This is How to Spice Up Your Skin!
It seems mad that the same spice that stains your hands when cooking could possibly help your skin?
With so much attention being drawn to turmeric, it’s likely you’ve heard something about its wonderful health benefits
Or you’re Doctor has advised you to start taking curcumin tablets for inflammation.
As can be the case, it is easy to be confused by advertising and mass messaging about what turmeric actually is.
How to take it and what it may do for you.
With a lot of brands flooding the market and jumping on the turmeric ‘bandwagon’ we thought we’d explain what turmeric is and why it can be amazing for your skin.
What is turmeric?
Turmeric scientifically named Curcuma Longa (as it is part of the Ginger family) is a beautiful bright yellow spice most commonly grown in parts of Asia.
The turmeric plant although stunning provides limited health benefits with the root that grows below the soil being the primary part harvested due its diverse functionality.
With a rich history stemming from both Ayurveda and Chinese medicines, turmeric has long been celebrated (for as many as 5000 years) for its bountiful health benefits and traditional medicinal properties.
What are the main health benefits and claims associated with consuming turmeric?
What is known and proven to date and what you can trust is that turmeric;
- can aid digestion,
- help support healthy liver function,
- act as a strong antioxidant,
- stimulate contractions of the gallbladder,
- help aid the symptomatic relief of dysmenorrhea (TCM) and
- help relieve mild rheumatic joint pain (Ayuervedic).

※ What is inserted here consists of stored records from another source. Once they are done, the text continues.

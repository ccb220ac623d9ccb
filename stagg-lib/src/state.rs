use crate::constants::COUNTER_SUBMODE_ONCE;
use crate::frame::RawFrame;
use serde::{Deserialize, Serialize};
use std::fmt;
use strum_macros::{Display, EnumString};

/// Temperature units the kettle displays in.
#[derive(Debug, Clone, Copy, PartialEq, Eq, Display, Serialize, Deserialize)]
#[serde(rename_all = "lowercase")]
#[strum(serialize_all = "lowercase")]
pub enum Units {
    Celsius,
    Fahrenheit,
}

/// Schedule activation mode.
///
/// The once/daily submode is not stored in a schedule byte: it lives in bit
/// 0x08 of the counter byte at the end of the frame.
#[derive(Debug, Clone, Copy, PartialEq, Eq, Default, Display, EnumString, Serialize, Deserialize)]
#[serde(rename_all = "lowercase")]
#[strum(serialize_all = "lowercase", ascii_case_insensitive)]
pub enum ScheduleMode {
    #[default]
    Off,
    Once,
    Daily,
}

#[derive(Debug, Clone, Copy, PartialEq, Serialize, Deserialize)]
pub struct Schedule {
    pub mode: ScheduleMode,
    pub temperature_celsius: f32,
    pub hour: u8,
    pub minute: u8,
}

#[derive(Debug, Clone, Copy, PartialEq, Eq, Serialize, Deserialize)]
pub struct Clock {
    pub hour: u8,
    pub minute: u8,
}

/// Structured snapshot of the kettle configuration.
///
/// This is a lossy projection of [`RawFrame`]: chime volume, clock mode and
/// the unknown flag bits stay in the frame and ride along unchanged through
/// every edit.
#[derive(Debug, Clone, Copy, PartialEq, Serialize, Deserialize)]
pub struct KettleState {
    /// Target temperature in Celsius, 0.5 degree resolution
    pub target_temperature: f32,
    pub units: Units,
    pub pre_boil_enabled: bool,
    /// Altitude compensation, snapped to the nearest 30 m
    pub altitude_meters: u16,
    pub hold_time_minutes: u8,
    pub schedule: Schedule,
    /// Opaque language code byte
    pub language: u8,
    pub clock: Clock,
    /// Set by the transport collaborator, not derived from frame bytes
    pub connected: bool,
}

impl From<&RawFrame> for KettleState {
    fn from(raw: &RawFrame) -> Self {
        // The firmware reports altitude in an odd unit: collapse to a 30 m
        // quotient first, then scale back. Keep the two-step rounding.
        let altitude_raw = raw.altitude_raw();
        let altitude_meters = ((altitude_raw as f32 / 30.0).round() * 30.0).round() as u16;

        let units = if raw.control().celsius_units() {
            Units::Celsius
        } else {
            Units::Fahrenheit
        };

        let mode = if !raw.status().schedule_enabled() {
            ScheduleMode::Off
        } else if raw.counter & COUNTER_SUBMODE_ONCE != 0 {
            ScheduleMode::Once
        } else {
            ScheduleMode::Daily
        };

        KettleState {
            target_temperature: raw.target_half_degrees() as f32 / 2.0,
            units,
            pre_boil_enabled: raw.control().pre_boil(),
            altitude_meters,
            hold_time_minutes: raw.hold_time,
            schedule: Schedule {
                mode,
                temperature_celsius: raw.schedule_half_degrees() as f32 / 2.0,
                hour: raw.schedule_hours,
                minute: raw.schedule_minutes,
            },
            language: raw.language,
            clock: Clock {
                hour: raw.clock_hours,
                minute: raw.clock_minutes,
            },
            connected: true,
        }
    }
}

impl fmt::Display for KettleState {
    fn fmt(&self, f: &mut fmt::Formatter<'_>) -> fmt::Result {
        write!(
            f,
            "Target: {:.1} °C ({}), Hold: {} min, Altitude: {} m, Schedule: {}",
            self.target_temperature,
            self.units,
            self.hold_time_minutes,
            self.altitude_meters,
            self.schedule
        )
    }
}

impl fmt::Display for Schedule {
    fn fmt(&self, f: &mut fmt::Formatter<'_>) -> fmt::Result {
        match self.mode {
            ScheduleMode::Off => write!(f, "off"),
            mode => write!(
                f,
                "{} @ {:02}:{:02} ({:.1} °C)",
                mode, self.hour, self.minute, self.temperature_celsius
            ),
        }
    }
}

A limited amount of studies have shown promising results in aiding the management of ailments such as chronic inflammation, cancer prevention, treatment of depression, immune regulation, pain relief, skin disease, bone disease and various others creating a focus point for research to come.And so what about using turmeric on your skin?
Research on the benefits of turmeric and curcumin have been conducted in two scenarios,
When turmeric is digested and when applied topically.
Both methods have shown positive results in relation to skin health.
As an anti-inflammatory, turmeric can reduce redness, swelling and scaring, and help to treat conditions such as psoriasis.
As an antioxidant, turmeric can impact the skin cells and in turn tighten the appearance of skin, reversing sun damage and slowing the aging process.
Turmeric is a natural antiseptic and antibacterial so can be used as a natural face cleanser.
When applied topically to the skin it will help to inhibit the growth of blemish causing bacteria and protect the skin against infection.
The curcumin in turmeric has been shown to lighten skin by inhibiting the pigment melanin.
From this evidence, it would be fair to conclude that turmeric can therefore be used to treat dark circles, spots or uneven pigmentation.
Another less documented effect of turmeric on skin is the potential to slow the growth of unwanted facial hair with regular use, and even improving the appearance of stretch marks.
Plus it is a great philosophy to put on your skin what you are happy to eat, so turmeric definitely ticks the box there!